* _Task goal_
Wherever a line holds the word "file", copy that line from the data.

* * *

// Copyright 2024 The ChromiumOS Authors
// Use of this source code is governed by a BSD-style license that can be
// found in the LICENSE file.

//! Core-local interrupt controller (CLIC) device model for RISC-V.
//!
//! One `Clic` serves a single hart. It records pending, enable, attribute
//! and control state for up to 4096 interrupt sources, arbitrates among the
//! enabled ones with a mode+level+priority total order, and posts at most
//! one interrupt at a time to the CPU. Supervisor and user MMIO views are
//! filtered projections of the machine register file: a source owned by a
//! higher mode reads as zero and drops writes.

use std::str::FromStr;
use std::sync::Arc;

use anyhow::ensure;
use anyhow::Context;
use log::warn;
use remain::sorted;
use serde::Deserialize;
use serde::Serialize;
use sync::Mutex;
use thiserror::Error;

use crate::active_set::ActiveSet;
use crate::registers::attr_mode_bits;
use crate::registers::attr_shv;
use crate::registers::attr_with_mode;
use crate::registers::clicinfo;
use crate::registers::encode_exccode;
use crate::registers::intctl_read;
use crate::registers::level;
use crate::registers::PrivilegeMode;
use crate::registers::Trigger;
use crate::registers::CLICCFG_MNLBITS_MASK;
use crate::registers::CLICCFG_NMBITS_MASK;
use crate::registers::CLICCFG_NMBITS_SHIFT;
use crate::registers::CLICCFG_SNLBITS_BYTE;
use crate::registers::CLICCFG_UNLBITS_BYTE;
use crate::registers::CLICINFO;
use crate::registers::CLICINTATTR_SHV;
use crate::registers::CLICINTATTR_WRITE_MASK;
use crate::registers::CLICINTTRIG_BASE;
use crate::registers::CLICINTTRIG_COUNT;
use crate::registers::CLICINTTRIG_WRITE_MASK;
use crate::registers::CLICINT_BASE;
use crate::registers::CLICINT_SIZE;
use crate::registers::MAX_CTLBITS;
use crate::registers::MAX_NLBITS;
use crate::registers::MAX_SOURCES;
use crate::registers::VIEW_ALIGN;
use crate::view::ClicView;

/// Register interface revisions this model implements.
#[derive(Copy, Clone, Debug, Deserialize, Eq, PartialEq, Serialize)]
pub enum ClicVersion {
    /// Draft v0.9 register interface.
    #[serde(rename = "v0.9")]
    V0_9,
    /// Draft v0.9 with jump-table vectoring on the CPU side.
    #[serde(rename = "v0.9-jmp")]
    V0_9Jmp,
}

impl FromStr for ClicVersion {
    type Err = ClicError;

    fn from_str(s: &str) -> Result<ClicVersion, ClicError> {
        match s {
            "v0.9" => Ok(ClicVersion::V0_9),
            "v0.9-jmp" => Ok(ClicVersion::V0_9Jmp),
            _ => Err(ClicError::UnknownVersion(s.to_owned())),
        }
    }
}

/// Construction-time configuration of one hart's CLIC.
#[derive(Clone, Debug, Deserialize, Eq, PartialEq, Serialize)]
pub struct ClicParameters {
    /// Base address of the machine-mode register view. 4 KiB aligned.
    pub mclic_base: u64,
    /// Base address of the supervisor-mode view, or zero when S is absent.
    #[serde(default)]
    pub sclic_base: u64,
    /// Base address of the user-mode view, or zero when U is absent.
    #[serde(default)]
    pub uclic_base: u64,
    #[serde(default)]
    pub hart_id: usize,
    /// Number of interrupt input lines, at most 4096.
    pub num_sources: usize,
    /// Implemented high bits of `clicintctl`, at most 8.
    pub ctlbits: u8,
    pub version: ClicVersion,
    /// Selective hardware vectoring. When false, `clicintattr.shv` is
    /// hardwired to zero.
    #[serde(default = "default_shv")]
    pub shv_enabled: bool,
}

fn default_shv() -> bool {
    true
}

#[sorted]
#[derive(Error, Debug, Eq, PartialEq)]
pub enum ClicError {
    #[error("register view base {0:#x} is not 4 KiB aligned")]
    MisalignedBase(u64),
    #[error("the machine-mode view requires a non-zero base address")]
    MissingMachineBase,
    #[error("clicintctlbits {0} exceeds the 8 bits of clicintctl")]
    TooManyCtlBits(u8),
    #[error("{0} interrupt sources exceed the CLIC limit of 4096")]
    TooManySources(usize),
    #[error("unknown CLIC version {0:?}")]
    UnknownVersion(String),
    #[error("a CLIC needs at least one interrupt source")]
    ZeroSources,
}

/// Interrupt-related hart state the controller samples while arbitrating
/// and while checking access privilege.
///
/// Implementations are called with the CLIC lock held and must not reach
/// back into the controller.
pub trait HartState: Send + Sync {
    /// The hart's current operating privilege.
    fn privilege(&self) -> PrivilegeMode;

    /// Active interrupt level for `mode`, from `mintstatus.xil`.
    fn interrupt_level(&self, mode: PrivilegeMode) -> u8;

    /// Interrupt level threshold for `mode`, from `xintthresh`.
    fn threshold(&self, mode: PrivilegeMode) -> u8;
}

/// Outbound interrupt line to the CPU.
///
/// The arbiter raises the line when it posts an interrupt; the exception
/// code is read out-of-band through [`Clic::exccode`]. A miss leaves the
/// line untouched, the CPU observes absence on its own sampling path.
pub trait InterruptLine: Send + Sync {
    fn set_level(&self, level: bool);
}

/// The `cliccfg` fields. nlbits fields stay within [0, 8] and `nmbits`
/// never exceeds the number of supported lower-privilege modes.
#[derive(Copy, Clone, Debug, Default, Deserialize, Eq, PartialEq, Serialize)]
struct ClicCfg {
    mnlbits: u8,
    snlbits: u8,
    unlbits: u8,
    nmbits: u8,
}

#[derive(Deserialize, Serialize)]
struct ClicSnapshot {
    cfg: ClicCfg,
    intip: Vec<u8>,
    intie: Vec<u8>,
    intattr: Vec<u8>,
    intctl: Vec<u8>,
    line_level: Vec<bool>,
    inttrig: [u32; CLICINTTRIG_COUNT],
    exccode: Option<u32>,
}

pub struct Clic {
    hart_id: usize,
    num_sources: usize,
    ctlbits: u8,
    supports_s: bool,
    supports_u: bool,
    shv_enabled: bool,
    jump_table: bool,
    version: ClicVersion,

    cfg: ClicCfg,
    intip: Vec<u8>,
    intie: Vec<u8>,
    intattr: Vec<u8>,
    intctl: Vec<u8>,
    line_level: Vec<bool>,
    inttrig: [u32; CLICINTTRIG_COUNT],

    active: ActiveSet,
    exccode: Option<u32>,

    hart: Arc<dyn HartState>,
    line: Arc<dyn InterruptLine>,
}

* * *

* _Answer area_
// found in the LICENSE file.
//! filtered projections of the machine register file: a source owned by a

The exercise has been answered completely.